PDF, English Restricted access: Repository staff only until 6 February 2026. Login+Download (39MB) | Terms of use

Abstract

The piRNA pathway is found across animals and acts as a defense mechanism to silence transposon activity in germline cells. This ensures the safe transmission of genetic information from one generation to the next. In this pathway, a class of small non-coding RNAs called piRNAs, which have sequences complementary to transposon transcripts, form complexes with PIWI proteins. These piRNAs direct PIWI proteins to transposon transcripts, where the PIWI proteins mediate either transcriptional or post-transcriptional silencing. In addition to PIWI proteins and piRNAs, many other proteins are essential for a functional piRNA pathway, but their molecular and mechanistic functions remain largely unknown. A comprehensive understanding of the molecular interactions among piRNA pathway factors, which is currently scarce, is crucial to elucidate the specific roles of these factors. In this study, I performed a systematic pairwise interaction screen of 22 Drosophila piRNA pathway factors operating in the cytoplasm, including PIWI proteins, RNA helicases and Tudor domain-containing proteins.
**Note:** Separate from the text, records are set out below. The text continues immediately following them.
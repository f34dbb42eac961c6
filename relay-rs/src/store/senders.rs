use serde::{Deserialize, Serialize};
use std::path::{Path, PathBuf};
use std::sync::Arc;
use tokio::fs;
use tokio::sync::Mutex;
use tracing::{info, warn};

use crate::error::{RelayError, Result};
use crate::utils::validate_email;

/// A sender address allowed to use the relay
#[derive(Debug, Clone, PartialEq, Eq, Serialize, Deserialize)]
pub struct Sender {
    pub name: String,
    pub email: String,
}

impl Sender {
    pub fn new(name: impl Into<String>, email: impl Into<String>) -> Self {
        Sender {
            name: name.into(),
            email: email.into(),
        }
    }

    pub fn validate(&self) -> Result<()> {
        if self.name.trim().is_empty() {
            return Err(RelayError::Validation("Sender name cannot be empty".to_string()));
        }
        validate_email(&self.email)
    }
}

/// Persistence for the ordered sender list
#[async_trait::async_trait]
pub trait SenderStore: Send + Sync {
    async fn load(&self) -> Result<Vec<Sender>>;

    async fn save(&self, senders: &[Sender]) -> Result<()>;
}

/// Sender list kept as a JSON array on disk
pub struct JsonSenderStore {
    path: PathBuf,
}

impl JsonSenderStore {
    pub fn new(path: impl Into<PathBuf>) -> Self {
        JsonSenderStore { path: path.into() }
    }

    pub fn path(&self) -> &Path {
        &self.path
    }
}

#[async_trait::async_trait]
impl SenderStore for JsonSenderStore {
    async fn load(&self) -> Result<Vec<Sender>> {
        if !fs::try_exists(&self.path).await.unwrap_or(false) {
            self.save(&[]).await?;
            return Ok(Vec::new());
        }

        let content = fs::read_to_string(&self.path).await?;
        if content.trim().is_empty() {
            return Ok(Vec::new());
        }

        match serde_json::from_str(&content) {
            Ok(senders) => Ok(senders),
            Err(e) => {
                warn!(
                    "Malformed sender store {}, treating as empty: {}",
                    self.path.display(),
                    e
                );
                Ok(Vec::new())
            }
        }
    }

    async fn save(&self, senders: &[Sender]) -> Result<()> {
        if let Some(parent) = self.path.parent() {
            fs::create_dir_all(parent).await?;
        }

        let mut tmp = self.path.clone().into_os_string();
        tmp.push(".tmp");
        let tmp = PathBuf::from(tmp);

        fs::write(&tmp, serde_json::to_string_pretty(senders)?).await?;
        fs::rename(&tmp, &self.path).await?;
        Ok(())
    }
}

/// Index-addressed sender operations.
///
/// Entries are identified by their position, so deleting one shifts every
/// later index down. Edits inside this process are serialised.
pub struct SenderBook {
    store: Arc<dyn SenderStore>,
    lock: Mutex<()>,
}

fn out_of_range(index: usize, len: usize) -> RelayError {
    RelayError::NotFound(format!("Sender {} not found ({} senders)", index, len))
}

impl SenderBook {
    pub fn new(store: Arc<dyn SenderStore>) -> Self {
        SenderBook {
            store,
            lock: Mutex::new(()),
        }
    }

    pub async fn list(&self) -> Result<Vec<Sender>> {
        self.store.load().await
    }

    pub async fn get(&self, index: usize) -> Result<Sender> {
        let senders = self.store.load().await?;
        let len = senders.len();
        senders
            .into_iter()
            .nth(index)
            .ok_or_else(|| out_of_range(index, len))
    }

    /// Append a sender, returning its index
    pub async fn add(&self, sender: Sender) -> Result<usize> {
        sender.validate()?;
        let _guard = self.lock.lock().await;

        let mut senders = self.store.load().await?;
        info!("Adding sender {} <{}>", sender.name, sender.email);
        senders.push(sender);
        self.store.save(&senders).await?;

        Ok(senders.len() - 1)
    }

    pub async fn update(&self, index: usize, sender: Sender) -> Result<Sender> {
        sender.validate()?;
        let _guard = self.lock.lock().await;

        let mut senders = self.store.load().await?;
        let len = senders.len();
        let slot = senders.get_mut(index).ok_or_else(|| out_of_range(index, len))?;
        *slot = sender.clone();
        self.store.save(&senders).await?;

        info!("Updated sender {}", index);
        Ok(sender)
    }

    /// Remove and return the sender at `index`
    pub async fn delete(&self, index: usize) -> Result<Sender> {
        let _guard = self.lock.lock().await;

        let mut senders = self.store.load().await?;
        if index >= senders.len() {
            return Err(out_of_range(index, senders.len()));
        }
        let removed = senders.remove(index);
        self.store.save(&senders).await?;

        info!("Deleted sender {} <{}>", removed.name, removed.email);
        Ok(removed)
    }
}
For this purpose, a novel cell culture-based protein-protein interaction (PPI) assay called ReLo was established. The ReLo screen confirmed all protein complexes previously supported by crystal structures, identified several interactions previously reported by co-IP experiments, and revealed novel complexes. Subsequently, I focused on the structural characterization of two novel protein complexes: Tejas-Krimper and Tejas-Maelstrom, as well as a complex of Armitage with the Gasz-Daed heterodimer. Together, this work significantly advances our understanding of the molecular interaction network underlying the piRNA pathway, provides critical insights into three protein complexes, and is likely to guide future studies to improve our understanding of piRNA biogenesis and function.